Udaybhanu Singh  (12 February 1893 – 22 October 1954) was the ruler of Dholpur state  from 1911–1949, after which the State acceded to the Union of India. He was from the Bamraulia gotra of Jats. Udaybhanu succeeded his brother Rana Ram Singh, who died without issue in 1911. Udaybhanu  received full ruling rights on 9 October 1913.

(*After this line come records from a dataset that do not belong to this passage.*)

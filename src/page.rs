// Copyright 2021 Datafuse Labs
//
// Licensed under the Apache License, Version 2.0 (the "License");
// you may not use this file except in compliance with the License.
// You may obtain a copy of the License at
//
//     http://www.apache.org/licenses/LICENSE-2.0
//
// Unless required by applicable law or agreed to in writing, software
// distributed under the License is distributed on an "AS IS" BASIS,
// WITHOUT WARRANTIES OR CONDITIONS OF ANY KIND, either express or implied.
// See the License for the specific language governing permissions and
// limitations under the License.

//! Fetch one fixed-size page of items and the cursor to resume after it.
//!
//! A page boundary may fall in the middle of a position that holds many
//! items. The cursor therefore records the address of the last returned item
//! (position and index within position), not the position the walk reached.
//! The next page re-queries from that position and drops the items already
//! returned.
//!
//! Items fetched beyond the page boundary are discarded, not buffered: the
//! next page fetches them again.

use log::debug;
use log::warn;

use crate::config::PagerConfig;
use crate::cursor::Cursor;
use crate::item::PaginatableItem;
use crate::query::PageQuery;
use crate::range::compute_range;
use crate::range::is_past_boundary;
use crate::range::next_start;
use crate::range::Position;
use crate::width::next_width;

/// One page of items and the cursor of the page after it.
#[derive(Debug, Clone, PartialEq, Eq)]
pub struct Page<T> {
    pub items: Vec<T>,
    pub next_cursor: Cursor,
}

impl<T> Page<T> {
    pub fn has_more(&self) -> bool {
        self.next_cursor.has_more
    }
}

/// Where a page fetch starts.
#[derive(Debug, Clone, Copy, PartialEq, Eq)]
struct Resume {
    position: Position,
    /// Items at `position` with an index `<=` this one were already returned.
    index: Option<u64>,
}

/// Fetch one page of at most `config.items_per_page` items.
///
/// With no `cursor` the page starts at `config.start_position`. A terminal
/// cursor yields an empty page and the terminal cursor again.
///
/// `query` must return each batch in walk order, positions descending for a
/// backward walk, see [`PageQuery`]. Items are neither sorted nor
/// deduplicated here.
///
/// A query error aborts the fetch and is returned unchanged.
pub async fn get_page<T, Q>(
    config: &PagerConfig,
    query: &Q,
    cursor: Option<&Cursor>,
) -> Result<Page<T>, Q::Error>
where
    T: PaginatableItem + Send,
    Q: PageQuery<T> + ?Sized,
{
    let direction = config.walk.direction;
    let boundary = config.walk.outer_boundary;
    let sizing = &config.walk.sizing;
    let per_page = config.items_per_page;

    let resume = match cursor {
        None => Resume {
            position: config.start_position,
            index: None,
        },
        Some(Cursor {
            resume_position: Some(position),
            resume_index,
            ..
        }) => Resume {
            position: *position,
            index: *resume_index,
        },
        Some(_) => {
            debug!("get_page: terminal cursor, no more pages");
            return Ok(Page {
                items: vec![],
                next_cursor: Cursor::terminal(),
            });
        }
    };

    let mut start = resume.position;
    let mut has_more = !is_past_boundary(start, direction, boundary);
    let mut width = sizing.initial_width;
    let mut first_batch = true;
    let mut found: Vec<T> = Vec::new();

    while found.len() < per_page && has_more {
        let Some(range) = compute_range(start, width, direction, boundary) else {
            has_more = false;
            break;
        };

        debug!("get_page: query {} width={}", range, width);

        let mut batch = query.query(range).await?;
        let batch_len = batch.len();

        if batch_len > per_page.saturating_mul(10) {
            warn!(
                "get_page: range {} returns big batch of len={}, items_per_page={}",
                range, batch_len, per_page
            );
        }

        if first_batch {
            if let Some(index) = resume.index {
                batch.retain(|item| {
                    item.position() != resume.position || item.index_within_position() > index
                });

                debug!(
                    "get_page: resume after {}.{}, skipped {} items",
                    resume.position,
                    index,
                    batch_len - batch.len()
                );
            }
            first_batch = false;
        }

        found.extend(batch);

        match next_start(&range, direction) {
            Some(next) => {
                start = next;
                has_more = !is_past_boundary(start, direction, boundary);
            }
            None => has_more = false,
        }

        // The unfiltered count is the activity of the range.
        if has_more {
            width = next_width(width, batch_len, sizing);
        }
    }

    // Items beyond the page are dropped; the next page has to start at the
    // last returned item even if the walk already reached the boundary.
    let overflowed = found.len() > per_page;
    found.truncate(per_page);

    let next_cursor = match found.last() {
        Some(last) if has_more || overflowed => Cursor::after(last),
        _ => Cursor::terminal(),
    };

    debug!(
        "get_page: {} items, next cursor: {}",
        found.len(),
        next_cursor
    );

    Ok(Page {
        items: found,
        next_cursor,
    })
}
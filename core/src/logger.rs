use std::str::FromStr;

use tracing::{debug, level_filters::LevelFilter, warn};
use tracing_subscriber::{
    fmt::format::{Format, Writer},
    EnvFilter,
};

use crate::config::BulkSettings;

struct CustomTimer;

impl tracing_subscriber::fmt::time::FormatTime for CustomTimer {
    fn format_time(&self, writer: &mut Writer<'_>) -> std::fmt::Result {
        let now = chrono::Local::now();
        write!(writer, "{}", now.format("%Y-%m-%d %H:%M:%S%.3f"))
    }
}

/// Installs the global subscriber. `RUST_LOG` directives are honoured on top of `log_level`.
pub fn setup_logger(log_level: LevelFilter) {
    let filter = EnvFilter::from_default_env().add_directive(log_level.into());

    let format = Format::default().with_timer(CustomTimer).with_level(true).with_target(true);

    let subscriber =
        tracing_subscriber::fmt().with_env_filter(filter).event_format(format).finish();

    if tracing::subscriber::set_global_default(subscriber).is_err() {
        debug!("Logger has already been set up, continuing...");
    }
}

pub fn setup_info_logger() {
    setup_logger(LevelFilter::INFO);
}

pub fn setup_logger_from_settings(settings: &BulkSettings) {
    let level = match settings.log_level.as_deref().map(LevelFilter::from_str) {
        Some(Ok(level)) => level,
        Some(Err(_)) => {
            setup_info_logger();
            warn!("Unknown log level {:?}, using info", settings.log_level);
            return;
        }
        None => LevelFilter::INFO,
    };
    setup_logger(level);
}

He was educated at Mayo College, Ajmer and later joined the Imperial Cadet Corps at Dehradun.

Last ruler of Dholpur
He was the last ruler of Dholpur, and served as a delegate to the Round Table Conference in 1931. After India's independence in 1947, Maharaj Rana Udaybhanu Singh acceded Dholpur to the Union of India on 7 April 1949. Dholpur was merged with three neighbouring states to form the Matsya Union within the union of India, of which he was made Rajpramukh, but the union was later merged with several other such unions to form the present-day state of Rajasthan.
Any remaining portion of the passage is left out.